Monday, May 2, 2011

The problem with locavores

See D’oh — Second in a Series by Steven Landsburg.

"The problem with locavores — the breed of environmentalists who tout locally grown food, partly to minimize energy costs — is that they’re insensitive to the quality of the environment. A New York locavore spurns California tomatoes because of the energy spent trucking them across the country. But to focus on a small number of factors, like energy consumption, is to ignore a vast number of others: Do California tomatos, grown in locations where there might have been vineyards, displace California grapes? Do New York tomatos, grown in greenhouses where there might have been housing developments, lengthen morning commutes? What other useful services might California or New York workers provide if they weren’t growing tomatos? What are the alternative uses in each location for fertilizers, or farming equipment, or the resources that go into producing fertilizers and farming equipment?

Last August, Steven Budiansky, the self-described “Liberal Curmudgeon”, wrote a New York Times piece that I criticized on this blog for, essentially, making 1% of the right point and ignoring the other 99%. Now, having reread Budiansky, I think I was unfair to him. He had this right all the way through.

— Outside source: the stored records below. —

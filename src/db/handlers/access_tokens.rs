//! Database repository for booking access tokens.

use chrono::{DateTime, Utc};
use sqlx::PgConnection;
use tracing::instrument;

use crate::{
    crypto,
    db::{
        errors::Result,
        models::access_tokens::{AccessTokenCreateDBRequest, BookingAccessToken},
    },
    types::{AccessTokenId, BookingId, abbrev_uuid},
};

const TOKEN_COLUMNS: &str = "id, booking_id, token_hash, email, expires_at, is_single_use, used_at, created_at";

pub struct BookingAccessTokens<'c> {
    db: &'c mut PgConnection,
}

impl<'c> BookingAccessTokens<'c> {
    pub fn new(db: &'c mut PgConnection) -> Self {
        Self { db }
    }

    /// Persist a token record. Only the hash of the raw token is stored.
    #[instrument(skip(self, request), fields(booking_id = %abbrev_uuid(&request.booking_id)), err)]
    pub async fn create(&mut self, request: &AccessTokenCreateDBRequest) -> Result<BookingAccessToken> {
        let token_hash = crypto::hash_token(&request.raw_token);

        let token = sqlx::query_as::<_, BookingAccessToken>(&format!(
            r#"
            INSERT INTO booking_access_tokens (booking_id, token_hash, email, expires_at, is_single_use)
            VALUES ($1, $2, $3, $4, $5)
            RETURNING {TOKEN_COLUMNS}
            "#
        ))
        .bind(request.booking_id)
        .bind(&token_hash)
        .bind(&request.email)
        .bind(request.expires_at)
        .bind(request.is_single_use)
        .fetch_one(&mut *self.db)
        .await?;

        Ok(token)
    }

    /// Mint a fresh token for a booking and return the raw value alongside the
    /// stored record. This is the only point where the raw token is observable.
    #[instrument(skip(self, email), fields(booking_id = %abbrev_uuid(&booking_id)), err)]
    pub async fn issue(
        &mut self,
        booking_id: BookingId,
        email: &str,
        expires_at: DateTime<Utc>,
        is_single_use: bool,
    ) -> Result<(String, BookingAccessToken)> {
        let raw_token = crypto::generate_access_token();

        let token = self
            .create(&AccessTokenCreateDBRequest {
                booking_id,
                raw_token: raw_token.clone(),
                email: email.to_string(),
                expires_at,
                is_single_use,
            })
            .await?;

        Ok((raw_token, token))
    }

    /// Look up a token by the hash of the presented raw value. Lookup is by
    /// hash equality only, never by raw value or prefix.
    #[instrument(skip_all, err)]
    pub async fn find_by_hash(&mut self, token_hash: &str) -> Result<Option<BookingAccessToken>> {
        let token = sqlx::query_as::<_, BookingAccessToken>(&format!(
            "SELECT {TOKEN_COLUMNS} FROM booking_access_tokens WHERE token_hash = $1"
        ))
        .bind(token_hash)
        .fetch_optional(&mut *self.db)
        .await?;

        Ok(token)
    }

    /// Stamp a single-use token as consumed. The update is guarded by
    /// `used_at IS NULL` so that concurrent redemption attempts produce
    /// exactly one winner; returns whether this call was it.
    #[instrument(skip(self, id), err)]
    pub async fn mark_used(&mut self, id: AccessTokenId) -> Result<bool> {
        let result = sqlx::query(
            "UPDATE booking_access_tokens SET used_at = NOW() WHERE id = $1 AND used_at IS NULL",
        )
        .bind(id)
        .execute(&mut *self.db)
        .await?;

        Ok(result.rows_affected() > 0)
    }
}

#[cfg(test)]
mod tests {
    use super::*;
    use crate::test_utils::{create_test_booking, create_test_gym, create_test_user};
    use sqlx::PgPool;
    use sqlx::Row;

    #[sqlx::test]
    async fn test_only_hash_is_persisted(pool: PgPool) {
        let owner = create_test_user(&pool, false).await;
        let gym = create_test_gym(&pool, owner.id).await;
        let booking = create_test_booking(&pool, &gym).await;

        let mut conn = pool.acquire().await.unwrap();
        let mut tokens = BookingAccessTokens::new(&mut conn);
        let (raw, stored) = tokens
            .issue(booking.id, "guest@example.com", Utc::now() + chrono::Duration::days(90), false)
            .await
            .unwrap();

        assert_eq!(stored.token_hash, crypto::hash_token(&raw));
        assert_ne!(stored.token_hash, raw);

        // Nothing in the table matches the raw value
        let row = sqlx::query("SELECT COUNT(*) AS count FROM booking_access_tokens WHERE token_hash = $1")
            .bind(&raw)
            .fetch_one(&pool)
            .await
            .unwrap();
        assert_eq!(row.get::<i64, _>("count"), 0);
    }

    #[sqlx::test]
    async fn test_single_use_redemption_has_one_winner(pool: PgPool) {
        let owner = create_test_user(&pool, false).await;
        let gym = create_test_gym(&pool, owner.id).await;
        let booking = create_test_booking(&pool, &gym).await;

        let token_id = {
            let mut conn = pool.acquire().await.unwrap();
            let mut tokens = BookingAccessTokens::new(&mut conn);
            let (_, stored) = tokens
                .issue(booking.id, "guest@example.com", Utc::now() + chrono::Duration::days(1), true)
                .await
                .unwrap();
            stored.id
        };

        // Two concurrent redemption attempts on separate connections
        let (a, b) = tokio::join!(
            async {
                let mut conn = pool.acquire().await.unwrap();
                BookingAccessTokens::new(&mut conn).mark_used(token_id).await.unwrap()
            },
            async {
                let mut conn = pool.acquire().await.unwrap();
                BookingAccessTokens::new(&mut conn).mark_used(token_id).await.unwrap()
            }
        );

        assert!(a ^ b, "exactly one redemption must win, got ({a}, {b})");
    }
}
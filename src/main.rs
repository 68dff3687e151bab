use campbook::{Application, Config, telemetry};
use clap::Parser;

/// Wait for shutdown signal (SIGTERM or Ctrl+C)
async fn shutdown_signal() {
    use tokio::signal;

    let ctrl_c = async {
        signal::ctrl_c().await.expect("Failed to install Ctrl+C handler");
    };

    #[cfg(unix)]
    let terminate = async {
        signal::unix::signal(signal::unix::SignalKind::terminate())
            .expect("Failed to install SIGTERM handler")
            .recv()
            .await;
    };

    #[cfg(not(unix))]
    let terminate = std::future::pending::<()>();

    tokio::select! {
        _ = ctrl_c => {
            tracing::info!("Received Ctrl+C, shutting down gracefully...");
        },
        _ = terminate => {
            tracing::info!("Received SIGTERM, shutting down gracefully...");
        },
    }
}

#[tokio::main]
async fn main() -> anyhow::Result<()> {
    // Install rustls crypto provider before anything else that might build a TLS client
    rustls::crypto::aws_lc_rs::default_provider()
        .install_default()
        .expect("Failed to install rustls crypto provider");

    // Parse CLI args
    let args = campbook::config::Args::parse();

    // Load configuration
    let config = Config::load(&args)?;

    // If --validate flag is set, exit successfully after config validation
    if args.validate {
        println!("Configuration is valid.");
        return Ok(());
    }

    telemetry::init_telemetry()?;

    tracing::debug!("{:?}", args);

    // Run the application with graceful shutdown on SIGTERM/Ctrl+C
    let shutdown = shutdown_signal();
    Application::new(config).await?.serve(shutdown).await
}
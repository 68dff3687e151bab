pub mod access_tokens;
pub mod bookings;
pub mod gyms;
pub mod packages;
pub mod users;
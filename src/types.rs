//! Common type definitions shared across the crate.
//!
//! All entity IDs are UUIDs wrapped in type aliases for better type safety:
//!
//! - [`UserId`]: account identifier (gym owners, admins, returning guests)
//! - [`GymId`]: training camp identifier
//! - [`BookingId`]: booking identifier
//! - [`PackageId`] / [`PackageVariantId`]: pricing configuration identifiers
//! - [`AccessTokenId`]: booking access token identifier
//!
//! The [`Operation`] enum names the action in authorization failures so error
//! messages stay consistent across handlers.

use std::fmt;
use uuid::Uuid;

pub type UserId = Uuid;
pub type GymId = Uuid;
pub type BookingId = Uuid;
pub type PackageId = Uuid;
pub type PackageVariantId = Uuid;
pub type AccessTokenId = Uuid;

/// Abbreviate a UUID to its first 8 characters for more readable logs and traces
/// Example: "550e8400-e29b-41d4-a716-446655440000" -> "550e8400"
pub fn abbrev_uuid(uuid: &Uuid) -> String {
    uuid.to_string().chars().take(8).collect()
}

/// Actions that can be denied by an authorization check.
#[derive(Debug, Clone, Copy, PartialEq, Eq, Hash)]
pub enum Operation {
    Create,
    Read,
    Update,
    Cancel,
    Accept,
    Decline,
}

impl fmt::Display for Operation {
    fn fmt(&self, f: &mut fmt::Formatter<'_>) -> fmt::Result {
        match self {
            Operation::Create => write!(f, "create"),
            Operation::Read => write!(f, "read"),
            Operation::Update => write!(f, "update"),
            Operation::Cancel => write!(f, "cancel"),
            Operation::Accept => write!(f, "accept"),
            Operation::Decline => write!(f, "decline"),
        }
    }
}

#[cfg(test)]
mod tests {
    use super::*;

    #[test]
    fn test_abbrev_uuid() {
        let uuid: Uuid = "550e8400-e29b-41d4-a716-446655440000".parse().unwrap();
        assert_eq!(abbrev_uuid(&uuid), "550e8400");
    }
}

My complaint was this: Budiansky starts off by talking about all the energy costs that are ignored in the usual locavorian calculations — the energy consumed in heating that New York greenhouse, for example. But energy costs are not the only costs that matter. Therefore, any calculation that focuses strictly on energy costs leaves out a lot of stuff we ought to care about. Man does not live by BTUs alone.

I now see that, contrary to my over-hasty reading, this was exactly Budiansky’s point. He started off by looking at energy costs ignored by the locavores, and I mistakenly took that for his main point. But he goes on to argue (quite correctly) that all of those various energy costs are quite small compared to the many other social costs involved with growing a tomato.

The key economic point is that in practice, there is one and only one way to account for all those costs (or at least most of them) and that is to look at the price of each tomato, which largely reflects the opportunity costs of the land, the workers, the farm equipment, the resources that produce that farm equipment, and much more that matters very much but that you and I probably won’t think of on our own. This is the point I thought Budiansky had missed. But in fact, he concludes:

"The best way to make the most of these truly precious resources of land, favorable climates and human labor is to grow lettuce, oranges, wheat, peppers, bananas, whatever, in the places where they grow best and with the most efficient technologies — and then pay the relatively tiny energy cost to get them to market, as we do with every other commodity in the economy."

Bingo. He had this right and I’m sorry I said otherwise. D’oh."